Dataset entries:
= = = = =

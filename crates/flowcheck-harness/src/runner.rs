//! Executing rule registries and reporting outcomes.
//!
//! The runner owns the per-rule protocol: clear the failure sink, run the
//! scenario with panics caught, fold in whatever the callbacks recorded
//! asynchronously, then map the result onto the rule's level. Optional rules
//! turn violations into skips; nothing else is ever downgraded.

use std::{
    any::Any,
    fmt,
    panic::{AssertUnwindSafe, catch_unwind},
};

use flowcheck_core::TestEnvironment;
use serde::Serialize;

use crate::rule::{Rule, RuleBody, RuleLevel, RuleRegistry, Scenario, ScenarioError};

/// Result of one rule.
#[derive(Debug, Clone, PartialEq, Eq, Serialize)]
#[serde(tag = "status", content = "detail", rename_all = "snake_case")]
pub enum RuleOutcome {
    /// The implementation satisfied the rule.
    Passed,
    /// The implementation violated the rule.
    Failed(String),
    /// The rule was not checked, with the reason.
    Skipped(String),
}

impl RuleOutcome {
    fn label(&self) -> &'static str {
        match self {
            Self::Passed => "PASS",
            Self::Failed(_) => "FAIL",
            Self::Skipped(_) => "SKIP",
        }
    }
}

/// Outcome of one rule plus its identity.
#[derive(Debug, Clone, PartialEq, Eq, Serialize)]
pub struct RuleReport {
    /// Unique rule name, prefixed by its sub-suite when merged.
    pub name: String,
    /// Rule-book identifier.
    pub rule: &'static str,
    /// Requirement level.
    pub level: RuleLevel,
    /// What the scenario checks.
    pub description: &'static str,
    /// What happened.
    pub outcome: RuleOutcome,
}

/// Outcomes of a whole suite.
#[derive(Debug, Clone, Default, PartialEq, Eq, Serialize)]
pub struct SuiteReport {
    /// Suite name.
    pub suite: String,
    /// One report per rule, in registry order.
    pub rules: Vec<RuleReport>,
}

impl SuiteReport {
    /// Create an empty report.
    pub fn new(suite: impl Into<String>) -> Self {
        Self { suite: suite.into(), rules: Vec::new() }
    }

    /// Append the rules of `other`, prefixing their names with `prefix::`.
    pub fn merge(&mut self, prefix: &str, other: SuiteReport) {
        self.rules.extend(other.rules.into_iter().map(|mut report| {
            report.name = format!("{prefix}::{}", report.name);
            report
        }));
    }

    /// Report for the rule called `name`.
    pub fn get(&self, name: &str) -> Option<&RuleReport> {
        self.rules.iter().find(|report| report.name == name)
    }

    fn count(&self, predicate: impl Fn(&RuleOutcome) -> bool) -> usize {
        self.rules.iter().filter(|report| predicate(&report.outcome)).count()
    }

    /// Number of passed rules.
    pub fn passed(&self) -> usize {
        self.count(|outcome| matches!(outcome, RuleOutcome::Passed))
    }

    /// Number of failed rules.
    pub fn failed(&self) -> usize {
        self.count(|outcome| matches!(outcome, RuleOutcome::Failed(_)))
    }

    /// Number of skipped rules.
    pub fn skipped(&self) -> usize {
        self.count(|outcome| matches!(outcome, RuleOutcome::Skipped(_)))
    }

    /// Reports of the failed rules.
    pub fn failures(&self) -> impl Iterator<Item = &RuleReport> {
        self.rules.iter().filter(|report| matches!(report.outcome, RuleOutcome::Failed(_)))
    }

    /// Returns true if no rule failed.
    pub fn is_conformant(&self) -> bool {
        self.failed() == 0
    }

    /// Panic listing every failed rule.
    ///
    /// Use this from a `#[test]` to fail it with full context.
    #[track_caller]
    #[allow(clippy::panic)]
    pub fn assert_conformant(&self) {
        if !self.is_conformant() {
            let messages: Vec<_> = self
                .failures()
                .map(|report| match &report.outcome {
                    RuleOutcome::Failed(reason) => {
                        format!("{} ({}): {reason}", report.name, report.rule)
                    },
                    RuleOutcome::Passed | RuleOutcome::Skipped(_) => report.name.clone(),
                })
                .collect();
            let count = messages.len();
            panic!("{} violated {count} rule(s):\n  {}", self.suite, messages.join("\n  "));
        }
    }
}

impl fmt::Display for SuiteReport {
    fn fmt(&self, f: &mut fmt::Formatter<'_>) -> fmt::Result {
        for report in &self.rules {
            write!(f, "[{}] {:<6} {}", report.outcome.label(), report.rule, report.name)?;
            match &report.outcome {
                RuleOutcome::Passed => writeln!(f)?,
                RuleOutcome::Failed(detail) | RuleOutcome::Skipped(detail) => {
                    writeln!(f, ": {detail}")?;
                },
            }
        }
        write!(
            f,
            "{}: {} passed, {} failed, {} skipped",
            self.suite,
            self.passed(),
            self.failed(),
            self.skipped()
        )
    }
}

/// Knobs that decide which rules run and how often.
#[derive(Debug, Clone, Copy, PartialEq, Eq)]
pub struct RunSettings {
    /// Skip every stochastic rule.
    pub skip_stochastic: bool,
    /// Repetitions of each stochastic rule.
    pub stochastic_repetitions: u32,
    /// Concurrent subscribers the implementation supports.
    pub max_supported_subscribers: usize,
}

impl Default for RunSettings {
    fn default() -> Self {
        Self {
            skip_stochastic: false,
            stochastic_repetitions: 100,
            max_supported_subscribers: usize::MAX,
        }
    }
}

enum Attempt {
    Passed,
    Error(ScenarioError),
    Panicked(String),
}

fn panic_message(payload: &(dyn Any + Send)) -> String {
    payload
        .downcast_ref::<&str>()
        .map(ToString::to_string)
        .or_else(|| payload.downcast_ref::<String>().cloned())
        .unwrap_or_else(|| "non-string panic payload".to_string())
}

fn attempt<C>(env: &TestEnvironment, scenario: Scenario<C>, ctx: &C) -> Attempt {
    env.clear_async_errors();
    match catch_unwind(AssertUnwindSafe(|| scenario(ctx))) {
        Ok(Ok(())) => match env.verify_no_async_errors_no_delay() {
            Ok(()) => Attempt::Passed,
            Err(failure) => Attempt::Error(ScenarioError::Violation(failure)),
        },
        Ok(Err(err)) => Attempt::Error(err),
        Err(payload) => Attempt::Panicked(panic_message(payload.as_ref())),
    }
}

fn resolve(level: RuleLevel, attempt: Attempt) -> RuleOutcome {
    match attempt {
        Attempt::Passed => RuleOutcome::Passed,
        Attempt::Error(ScenarioError::NotVerified(reason)) => RuleOutcome::Skipped(reason),
        Attempt::Error(ScenarioError::Violation(failure)) if level == RuleLevel::Optional => {
            RuleOutcome::Skipped(format!("optional capability not present: {failure}"))
        },
        Attempt::Error(ScenarioError::Violation(failure)) => {
            RuleOutcome::Failed(failure.to_string())
        },
        Attempt::Error(ScenarioError::Harness(message)) => {
            RuleOutcome::Failed(format!("harness error: {message}"))
        },
        Attempt::Panicked(message) => RuleOutcome::Failed(format!("scenario panicked: {message}")),
    }
}

fn execute<C>(
    env: &TestEnvironment,
    rule: &Rule<C>,
    ctx: &C,
    settings: &RunSettings,
) -> RuleOutcome {
    let scenario = match rule.body {
        RuleBody::Untested(reason) => return RuleOutcome::Skipped(reason.to_string()),
        RuleBody::Scenario(scenario) => scenario,
    };

    if rule.required_subscribers > settings.max_supported_subscribers {
        return RuleOutcome::Skipped(format!(
            "requires {} concurrent subscribers, implementation supports {}",
            rule.required_subscribers, settings.max_supported_subscribers
        ));
    }

    if rule.level != RuleLevel::Stochastic {
        return resolve(rule.level, attempt(env, scenario, ctx));
    }

    if settings.skip_stochastic {
        return RuleOutcome::Skipped("stochastic rules are disabled".to_string());
    }

    let repetitions = settings.stochastic_repetitions.max(1);
    for iteration in 1..=repetitions {
        match resolve(rule.level, attempt(env, scenario, ctx)) {
            RuleOutcome::Passed => {},
            RuleOutcome::Failed(reason) => {
                return RuleOutcome::Failed(format!(
                    "iteration {iteration} of {repetitions}: {reason}"
                ));
            },
            skipped @ RuleOutcome::Skipped(_) => return skipped,
        }
    }
    RuleOutcome::Passed
}

/// Run one rule and report its outcome.
pub fn run_rule<C>(
    suite: &str,
    env: &TestEnvironment,
    rule: &Rule<C>,
    ctx: &C,
    settings: &RunSettings,
) -> RuleReport {
    tracing::debug!(suite, rule = rule.id, name = rule.name, "running rule");
    let outcome = execute(env, rule, ctx, settings);
    env.clear_async_errors();

    match &outcome {
        RuleOutcome::Passed => tracing::info!(suite, rule = rule.id, name = rule.name, "passed"),
        RuleOutcome::Skipped(reason) => {
            tracing::info!(suite, rule = rule.id, name = rule.name, %reason, "skipped");
        },
        RuleOutcome::Failed(reason) => {
            tracing::warn!(suite, rule = rule.id, name = rule.name, %reason, "failed");
        },
    }

    RuleReport {
        name: rule.name.to_string(),
        rule: rule.id,
        level: rule.level,
        description: rule.description,
        outcome,
    }
}

/// Run every rule of `registry` in order.
pub fn run_registry<C>(
    suite: &str,
    env: &TestEnvironment,
    registry: &RuleRegistry<C>,
    ctx: &C,
    settings: &RunSettings,
) -> SuiteReport {
    let mut report = SuiteReport::new(suite);
    report.rules = registry.iter().map(|rule| run_rule(suite, env, rule, ctx, settings)).collect();
    tracing::info!(
        suite,
        passed = report.passed(),
        failed = report.failed(),
        skipped = report.skipped(),
        "suite finished"
    );
    report
}

#[cfg(test)]
mod tests {
    use std::{sync::Arc, time::Duration};

    use flowcheck_core::EnvironmentConfig;

    use super::*;
    use crate::rule::ScenarioResult;

    struct Ctx {
        env: Arc<TestEnvironment>,
    }

    fn ctx() -> Ctx {
        Ctx {
            env: TestEnvironment::new(
                EnvironmentConfig::default().with_no_signals_timeout(Duration::from_millis(5)),
            ),
        }
    }

    fn passes(_ctx: &Ctx) -> ScenarioResult {
        Ok(())
    }

    fn violates(_ctx: &Ctx) -> ScenarioResult {
        Err(ScenarioError::violation("emitted without demand"))
    }

    fn flops(ctx: &Ctx) -> ScenarioResult {
        ctx.env.flop("late on_next");
        Ok(())
    }

    fn misconfigured(_ctx: &Ctx) -> ScenarioResult {
        Err(ScenarioError::Harness("max elements must be at least 1".to_string()))
    }

    #[allow(clippy::panic)]
    fn panics(_ctx: &Ctx) -> ScenarioResult {
        panic!("factory blew up")
    }

    fn outcome_of(rule: Rule<Ctx>, settings: RunSettings) -> RuleOutcome {
        let ctx = ctx();
        run_rule("unit", &ctx.env, &rule, &ctx, &settings).outcome
    }

    #[test]
    fn async_flops_fail_a_passing_scenario() {
        let outcome = outcome_of(Rule::required("1.1", "r", "", flops), RunSettings::default());
        assert_eq!(outcome, RuleOutcome::Failed("late on_next".to_string()));
    }

    #[test]
    fn optional_downgrades_only_violations() {
        let settings = RunSettings::default();
        assert!(matches!(
            outcome_of(Rule::optional("1.4", "a", "", violates), settings),
            RuleOutcome::Skipped(_)
        ));
        assert!(matches!(
            outcome_of(Rule::optional("1.4", "b", "", misconfigured), settings),
            RuleOutcome::Failed(_)
        ));
        assert!(matches!(
            outcome_of(Rule::optional("1.4", "c", "", panics), settings),
            RuleOutcome::Failed(reason) if reason.contains("factory blew up")
        ));
    }

    #[test]
    fn stochastic_failures_name_the_iteration() {
        let settings = RunSettings { stochastic_repetitions: 3, ..RunSettings::default() };
        let outcome = outcome_of(Rule::stochastic("1.3", "s", "", violates), settings);
        assert_eq!(
            outcome,
            RuleOutcome::Failed("iteration 1 of 3: emitted without demand".to_string())
        );

        let skip = RunSettings { skip_stochastic: true, ..settings };
        let outcome = outcome_of(Rule::stochastic("1.3", "s", "", passes), skip);
        assert!(matches!(outcome, RuleOutcome::Skipped(_)));
    }

    #[test]
    fn multi_subscriber_rules_skip_when_unsupported() {
        let settings = RunSettings { max_supported_subscribers: 2, ..RunSettings::default() };
        let rule = Rule::optional("1.11", "m", "", passes).with_subscribers(3);
        assert!(matches!(outcome_of(rule, settings), RuleOutcome::Skipped(_)));

        let rule = Rule::optional("1.11", "m", "", passes).with_subscribers(3);
        assert_eq!(outcome_of(rule, RunSettings::default()), RuleOutcome::Passed);
    }

    #[test]
    fn report_counts_and_merges() {
        let ctx = ctx();
        let mut registry = RuleRegistry::new();
        registry.add(Rule::required("1.1", "ok", "", passes));
        registry.add(Rule::required("1.2", "bad", "", violates));
        registry.add(Rule::untested("1.6", "manual", "", "not observable"));

        let inner = run_registry("inner", &ctx.env, &registry, &ctx, &RunSettings::default());
        assert_eq!((inner.passed(), inner.failed(), inner.skipped()), (1, 1, 1));
        assert!(!inner.is_conformant());

        let mut outer = SuiteReport::new("outer");
        outer.merge("publisher", inner);
        assert!(outer.get("publisher::bad").is_some());
        assert!(outer.to_string().ends_with("outer: 1 passed, 1 failed, 1 skipped"));
    }
}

= = = = =

Search the data for the string "RuleLevel" and copy each line where it appears.

● **Answer space**:
use crate::rule::{Rule, RuleBody, RuleLevel, RuleRegistry, Scenario, ScenarioError};
    pub level: RuleLevel,
fn resolve(level: RuleLevel, attempt: Attempt) -> RuleOutcome {
        Attempt::Error(ScenarioError::Violation(failure)) if level == RuleLevel::Optional => {
    if rule.level != RuleLevel::Stochastic {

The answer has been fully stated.